**Source data:**

//! Grammars are built by name with the builder pattern.
//!
//! ```
//! use cfgnorm_grammar::{GrammarBuilder, EPSILON};
//!
//! let grammar = GrammarBuilder::new()
//!     .rule("list")
//!     .rhs(["item", "list"])
//!     .rhs([EPSILON])
//!     .terminals(["item"])
//!     .start("list")
//!     .build()
//!     .unwrap();
//! assert_eq!(grammar.num_productions(), 2);
//! ```

use std::collections::{BTreeMap, HashSet};

use log::trace;

use crate::local_prelude::*;

/// The default empty marker.
pub const EPSILON: &str = "ε";

/// Whether a name stands for a terminal or a nonterminal.
#[derive(Clone, Copy, Debug, PartialEq, Eq, Hash)]
pub enum SymbolKind {
    /// An opaque token category.
    Terminal,
    /// A name that must be a key of the grammar.
    Nonterminal,
}

/// Tells terminals from nonterminals when a grammar is built.
pub trait Classify {
    /// Classifies a symbol name.
    fn classify(&self, name: &str) -> SymbolKind;
}

impl<F> Classify for F
where
    F: Fn(&str) -> SymbolKind,
{
    fn classify(&self, name: &str) -> SymbolKind {
        self(name)
    }
}

/// A set of declared terminal names. Every other name is a nonterminal.
#[derive(Clone, Debug, Default)]
pub struct TerminalSet {
    names: HashSet<String>,
}

impl TerminalSet {
    /// Creates an empty set.
    pub fn new() -> Self {
        Self::default()
    }

    /// Declares a terminal.
    pub fn insert(&mut self, name: impl Into<String>) {
        self.names.insert(name.into());
    }

    /// Checks whether the name was declared.
    pub fn contains(&self, name: &str) -> bool {
        self.names.contains(name)
    }
}

impl<S: Into<String>> FromIterator<S> for TerminalSet {
    fn from_iter<I: IntoIterator<Item = S>>(iter: I) -> Self {
        TerminalSet {
            names: iter.into_iter().map(Into::into).collect(),
        }
    }
}

impl Classify for TerminalSet {
    fn classify(&self, name: &str) -> SymbolKind {
        if self.contains(name) {
            SymbolKind::Terminal
        } else {
            SymbolKind::Nonterminal
        }
    }
}

/// The grammar builder.
///
/// Rules are kept in insertion order. Calling `rule` again with a known
/// name appends further alternatives to it.
#[derive(Clone, Debug)]
pub struct GrammarBuilder {
    rules: Vec<(String, Vec<Vec<String>>)>,
    current: Option<usize>,
    start: Option<String>,
    terminals: TerminalSet,
    epsilon: String,
}

impl Default for GrammarBuilder {
    fn default() -> Self {
        Self::new()
    }
}

impl GrammarBuilder {
    /// Creates a builder with no rules.
    pub fn new() -> Self {
        GrammarBuilder {
            rules: vec![],
            current: None,
            start: None,
            terminals: TerminalSet::new(),
            epsilon: EPSILON.to_string(),
        }
    }

    /// Starts building alternatives for the given left-hand side.
    pub fn rule(mut self, lhs: impl Into<String>) -> Self {
        let lhs = lhs.into();
        let index = match self.rules.iter().position(|(name, _)| *name == lhs) {
            Some(index) => index,
            None => {
                self.rules.push((lhs, vec![]));
                self.rules.len() - 1
            }
        };
        self.current = Some(index);
        self
    }

    /// Adds an alternative to the current rule.
    ///
    /// # Panics
    ///
    /// Panics if no rule was started.
    pub fn rhs<I, S>(mut self, syms: I) -> Self
    where
        I: IntoIterator<Item = S>,
        S: Into<String>,
    {
        let index = self.current.expect("`rhs` called before `rule`");
        let alternative = syms.into_iter().map(Into::into).collect();
        self.rules[index].1.push(alternative);
        self
    }

    /// Picks the start symbol. Defaults to the first rule's left-hand side.
    pub fn start(mut self, name: impl Into<String>) -> Self {
        self.start = Some(name.into());
        self
    }

    /// Declares terminals, used by `build`.
    pub fn terminals<I, S>(mut self, names: I) -> Self
    where
        I: IntoIterator<Item = S>,
        S: Into<String>,
    {
        for name in names {
            self.terminals.insert(name);
        }
        self
    }

    /// Replaces the empty marker, `ε` by default.
    pub fn epsilon_marker(mut self, marker: impl Into<String>) -> Self {
        self.epsilon = marker.into();
        self
    }

    /// Builds the grammar, treating declared terminals as terminals and every
    /// other name as a nonterminal.
    pub fn build(mut self) -> Result<Grammar, MalformedGrammarError> {
        let terminals = std::mem::take(&mut self.terminals);
        self.build_with(&terminals)
    }

    /// Builds the grammar, treating every name that is not a left-hand side
    /// as a terminal.
    pub fn build_classified_by_keys(self) -> Result<Grammar, MalformedGrammarError> {
        let keys: HashSet<String> = self.rules.iter().map(|(lhs, _)| lhs.clone()).collect();
        self.build_with(&|name: &str| {
            if keys.contains(name) {
                SymbolKind::Nonterminal
            } else {
                SymbolKind::Terminal
            }
        })
    }

    /// Builds the grammar with the given classification.
    pub fn build_with<C>(self, classify: &C) -> Result<Grammar, MalformedGrammarError>
    where
        C: Classify + ?Sized,
    {
        if self.rules.is_empty() {
            return Err(MalformedGrammarError::NoRules);
        }

        let mut sym_source = SymbolSource::new();
        // Nonterminals come first, in insertion order.
        for (lhs, _) in &self.rules {
            if classify.classify(lhs) == SymbolKind::Terminal || *lhs == self.epsilon {
                return Err(MalformedGrammarError::TerminalWithProductions { name: lhs.clone() });
            }
            sym_source.intern(lhs);
        }

        let mut terminals = SymbolBitSet::new();
        let mut rules = BTreeMap::new();
        for (lhs, alternatives) in &self.rules {
            if alternatives.is_empty() {
                return Err(MalformedGrammarError::NoAlternatives {
                    nonterminal: lhs.clone(),
                });
            }
            let mut prods: Vec<Production> = Vec::with_capacity(alternatives.len());
            for (index, alternative) in alternatives.iter().enumerate() {
                let prod = self.production(
                    lhs,
                    index,
                    alternative,
                    classify,
                    &mut sym_source,
                    &mut terminals,
                )?;
                if !prods.contains(&prod) {
                    prods.push(prod);
                }
            }
            trace!("BUILD {} with {} alternatives", lhs, prods.len());
            rules.insert(sym_source.intern(lhs), prods);
        }

        let start_name = match self.start {
            Some(name) => name,
            None => self.rules[0].0.clone(),
        };
        let start = sym_source
            .get(&start_name)
            .filter(|sym| rules.contains_key(sym))
            .ok_or(MalformedGrammarError::UnknownStart { name: start_name })?;

        Ok(Grammar::from_parts(sym_source, terminals, rules, start))
    }

    fn production<C>(
        &self,
        lhs: &str,
        index: usize,
        alternative: &[String],
        classify: &C,
        sym_source: &mut SymbolSource,
        terminals: &mut SymbolBitSet,
    ) -> Result<Production, MalformedGrammarError>
    where
        C: Classify + ?Sized,
    {
        if alternative.is_empty() {
            return Err(MalformedGrammarError::EmptyProduction {
                nonterminal: lhs.to_string(),
                index,
            });
        }
        if alternative.iter().any(|sym| *sym == self.epsilon) {
            return if alternative.len() == 1 {
                Ok(Production::epsilon())
            } else {
                Err(MalformedGrammarError::MisplacedEpsilon {
                    nonterminal: lhs.to_string(),
                    production: alternative.join(" "),
                })
            };
        }
        let mut rhs = Vec::with_capacity(alternative.len());
        for name in alternative {
            let is_key = self.rules.iter().any(|(key, _)| key == name);
            if !is_key {
                if classify.classify(name) == SymbolKind::Nonterminal {
                    return Err(MalformedGrammarError::UnknownNonterminal {
                        nonterminal: lhs.to_string(),
                        production: alternative.join(" "),
                        symbol: name.clone(),
                    });
                }
                let sym = sym_source.intern(name);
                terminals.set(sym, true);
                rhs.push(sym);
            } else {
                rhs.push(sym_source.intern(name));
            }
        }
        Ok(Production::new(rhs))
    }
}
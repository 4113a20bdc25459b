use cfgnorm::{
    GrammarBuilder, MalformedGrammarError, Production, SymbolKind, TerminalSet, EPSILON,
};
use test_case::test_case;

mod support;

#[test]
fn test_build_interns_keys_first() {
    let grammar = support::expression_grammar();
    assert_eq!(
        support::nonterminal_names(&grammar),
        ["E", "ROE", "O", "AO", "T", "MT", "M"]
    );
    let e = grammar.symbol("E").unwrap();
    assert_eq!(grammar.start(), e);
    assert_eq!(e.usize(), 0);
    assert!(grammar.is_nonterminal(e));
    assert!(grammar.is_terminal(grammar.symbol("LP").unwrap()));
    assert_eq!(grammar.terminals().len(), 9);
    assert_eq!(grammar.num_nonterminals(), 7);
    assert_eq!(grammar.num_productions(), 14);
    assert_eq!(grammar.validate(), Ok(()));
}

#[test]
fn test_productions_by_name() {
    let grammar = support::expression_grammar();
    let roe = grammar.productions_by_name("ROE").unwrap();
    assert_eq!(roe.len(), 2);
    assert!(roe[1].is_epsilon());
    assert_eq!(grammar.stringify_production(&roe[0]), "RO O ROE");
    assert!(grammar.productions_by_name("RO").is_none());
    assert!(grammar.productions_by_name("missing").is_none());
}

#[test]
fn test_duplicate_alternatives_are_merged() {
    let grammar = GrammarBuilder::new()
        .rule("S")
        .rhs(["a"])
        .rhs(["b"])
        .rule("S")
        .rhs(["a"])
        .build_classified_by_keys()
        .unwrap();
    support::assert_rules(&grammar, &[("S", &["a", "b"])]);
}

#[test]
fn test_clone_is_independent() {
    let grammar = support::expression_grammar();
    let mut copy = grammar.clone();
    let m = copy.symbol("M").unwrap();
    let id = copy.symbol("ID").unwrap();
    copy.set_productions(m, [Production::new([id])]);
    let new_sym = copy.add_nonterminal("N").unwrap();
    copy.set_productions(new_sym, [Production::epsilon()]);

    assert_eq!(grammar.productions(m).len(), 5);
    assert!(grammar.symbol("N").is_none());
    assert_eq!(copy.productions(m).len(), 1);
}

#[test]
fn test_add_nonterminal_rejects_taken_name() {
    let mut grammar = support::expression_grammar();
    assert_eq!(
        grammar.add_nonterminal("ID"),
        Err(MalformedGrammarError::DuplicateName {
            name: "ID".to_string()
        })
    );
}

#[test]
fn test_validate_rejects_nonterminal_without_alternatives() {
    let mut grammar = support::expression_grammar();
    assert_eq!(grammar.validate(), Ok(()));
    grammar.add_nonterminal("N").unwrap();
    assert_eq!(
        grammar.validate(),
        Err(MalformedGrammarError::NoAlternatives {
            nonterminal: "N".to_string()
        })
    );
}

#[test]
fn test_classify_with_closure() {
    let grammar = GrammarBuilder::new()
        .rule("list")
        .rhs(["ITEM", "list"])
        .rhs([EPSILON])
        .build_with(&|name: &str| {
            if name.chars().all(|ch| ch.is_ascii_uppercase()) {
                SymbolKind::Terminal
            } else {
                SymbolKind::Nonterminal
            }
        })
        .unwrap();
    assert!(grammar.is_terminal(grammar.symbol("ITEM").unwrap()));
    support::assert_rules(&grammar, &[("list", &["ITEM list", "ε"])]);
}

#[test]
fn test_terminal_set() {
    let terminals: TerminalSet = ["a", "b"].into_iter().collect();
    let grammar = GrammarBuilder::new()
        .rule("S")
        .rhs(["a", "b"])
        .build_with(&terminals)
        .unwrap();
    assert_eq!(grammar.terminals().len(), 2);
}

#[test]
fn test_custom_epsilon_marker() {
    let grammar = GrammarBuilder::new()
        .rule("S")
        .rhs(["a"])
        .rhs(["EMPTY"])
        .epsilon_marker("EMPTY")
        .build_classified_by_keys()
        .unwrap();
    support::assert_rules(&grammar, &[("S", &["a", "ε"])]);
}

#[test]
fn test_no_rules() {
    assert_eq!(
        GrammarBuilder::new().build().unwrap_err(),
        MalformedGrammarError::NoRules
    );
}

#[test_case(
    GrammarBuilder::new().rule("S").rhs(["a"]).rhs(Vec::<String>::new()).terminals(["a"]),
    MalformedGrammarError::EmptyProduction { nonterminal: "S".to_string(), index: 1 } ;
    "empty alternative"
)]
#[test_case(
    GrammarBuilder::new().rule("S").rhs(["a", EPSILON]).terminals(["a"]),
    MalformedGrammarError::MisplacedEpsilon { nonterminal: "S".to_string(), production: "a ε".to_string() } ;
    "epsilon with other symbols"
)]
#[test_case(
    GrammarBuilder::new().rule("S").rhs(["a", "X"]).terminals(["a"]),
    MalformedGrammarError::UnknownNonterminal {
        nonterminal: "S".to_string(),
        production: "a X".to_string(),
        symbol: "X".to_string(),
    } ;
    "dangling nonterminal"
)]
#[test_case(
    GrammarBuilder::new().rule("S").rhs(["a"]).rule("a").rhs(["b"]).terminals(["a", "b"]),
    MalformedGrammarError::TerminalWithProductions { name: "a".to_string() } ;
    "terminal on the left-hand side"
)]
#[test_case(
    GrammarBuilder::new().rule("S").rhs(["a"]).terminals(["a"]).start("Z"),
    MalformedGrammarError::UnknownStart { name: "Z".to_string() } ;
    "unknown start symbol"
)]
#[test_case(
    GrammarBuilder::new().rule("S").rhs(["a"]).terminals(["a"]).start("a"),
    MalformedGrammarError::UnknownStart { name: "a".to_string() } ;
    "terminal start symbol"
)]
#[test_case(
    GrammarBuilder::new().rule("S").rhs(["a"]).rule("T").terminals(["a"]).start("T"),
    MalformedGrammarError::NoAlternatives { nonterminal: "T".to_string() } ;
    "rule without alternatives"
)]
fn test_malformed(builder: GrammarBuilder, expected: MalformedGrammarError) {
    assert_eq!(builder.build().unwrap_err(), expected);
}

#[test]
fn test_error_messages_carry_names() {
    let err = GrammarBuilder::new()
        .rule("S")
        .rhs(["a", "X"])
        .terminals(["a"])
        .build()
        .unwrap_err();
    assert_eq!(
        err.to_string(),
        "`S ::= a X` references unknown nonterminal `X`"
    );
}

#[test]
fn test_display() {
    let grammar = support::expression_grammar();
    assert_eq!(
        grammar.to_string(),
        "E ::= O ROE\n\
         ROE ::= RO O ROE | ε\n\
         O ::= T AO\n\
         AO ::= A T AO | ε\n\
         T ::= M MT\n\
         MT ::= MUL M MT | ε\n\
         M ::= ID | NUM | BOOL | UN M | LP E RP\n"
    );
    assert_eq!(grammar.stringify_to_bnf(), grammar.to_string());
}

#[test]
fn test_display_names_start_when_not_first() {
    let grammar = GrammarBuilder::new()
        .rule("S")
        .rhs(["a"])
        .rule("T")
        .rhs(["S"])
        .start("T")
        .build_classified_by_keys()
        .unwrap();
    assert_eq!(grammar.to_string(), "%start T\nS ::= a\nT ::= S\n");
}
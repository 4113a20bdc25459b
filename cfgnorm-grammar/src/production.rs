//! A single alternative of a nonterminal.

use crate::local_prelude::*;

/// An ordered sequence of symbols. The empty sequence is the empty-marker
/// alternative, written `ε`.
#[cfg_attr(feature = "serde", derive(serde::Serialize, serde::Deserialize))]
#[derive(Clone, Debug, Default, Eq, Hash, Ord, PartialEq, PartialOrd)]
pub struct Production {
    rhs: Vec<Symbol>,
}

impl Production {
    /// Creates an alternative with the given symbols.
    pub fn new(rhs: impl Into<Vec<Symbol>>) -> Self {
        Production { rhs: rhs.into() }
    }

    /// Creates the empty-marker alternative.
    pub fn epsilon() -> Self {
        Self::default()
    }

    /// Checks whether this is the empty-marker alternative.
    pub fn is_epsilon(&self) -> bool {
        self.rhs.is_empty()
    }

    /// Same as `is_epsilon`.
    pub fn is_empty(&self) -> bool {
        self.rhs.is_empty()
    }

    /// Returns the number of symbols.
    pub fn len(&self) -> usize {
        self.rhs.len()
    }

    /// Returns the symbols.
    pub fn symbols(&self) -> &[Symbol] {
        &self.rhs[..]
    }

    /// Returns the leading symbol, or `None` for `ε`.
    pub fn first(&self) -> Option<Symbol> {
        self.rhs.first().copied()
    }

    /// Returns the sole symbol of an alternative of length one.
    pub fn single(&self) -> Option<Symbol> {
        match self.rhs[..] {
            [sym] => Some(sym),
            _ => None,
        }
    }

    /// Returns the alternative without its leading symbol. Stripping the only
    /// symbol yields `ε`.
    pub fn tail(&self) -> Production {
        Production {
            rhs: self.rhs.iter().skip(1).copied().collect(),
        }
    }

    /// Returns the alternative with `sym` appended.
    pub fn appended(&self, sym: Symbol) -> Production {
        let mut rhs = Vec::with_capacity(self.rhs.len() + 1);
        rhs.extend_from_slice(&self.rhs[..]);
        rhs.push(sym);
        Production { rhs }
    }
}

impl From<Vec<Symbol>> for Production {
    fn from(rhs: Vec<Symbol>) -> Self {
        Production::new(rhs)
    }
}

impl<const N: usize> From<[Symbol; N]> for Production {
    fn from(rhs: [Symbol; N]) -> Self {
        Production::new(rhs)
    }
}

impl AsRef<[Symbol]> for Production {
    fn as_ref(&self) -> &[Symbol] {
        self.symbols()
    }
}
//! Normalizing rewrites of context-free grammars: epsilon elimination,
//! chain-rule elimination, direct left-recursion elimination and left
//! factoring, run in this order by the [`Normalizer`].

#![deny(unsafe_code)]
#![deny(
    missing_copy_implementations,
    trivial_casts,
    trivial_numeric_casts,
    unused_import_braces,
    unused_qualifications
)]

pub mod chain;
pub mod epsilon;
pub mod error;
pub mod left_factor;
pub mod left_recursion;
pub mod options;
pub mod pipeline;

pub use crate::chain::{chain_closure, eliminate_chain_rules};
pub use crate::epsilon::eliminate_epsilon;
pub use crate::error::NormalizeError;
pub use crate::left_factor::left_factor;
pub use crate::left_recursion::eliminate_left_recursion;
pub use crate::options::{EpsilonPolicy, NormalizeOptions};
pub use crate::pipeline::{normalize, NormalizeExt, Normalizer, Stage};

**Task brief:**
From the data, collect all lines where the string "given" appears.

**Response below:**
    /// Starts building alternatives for the given left-hand side.
    /// Builds the grammar with the given classification.
    /// Creates an alternative with the given symbols.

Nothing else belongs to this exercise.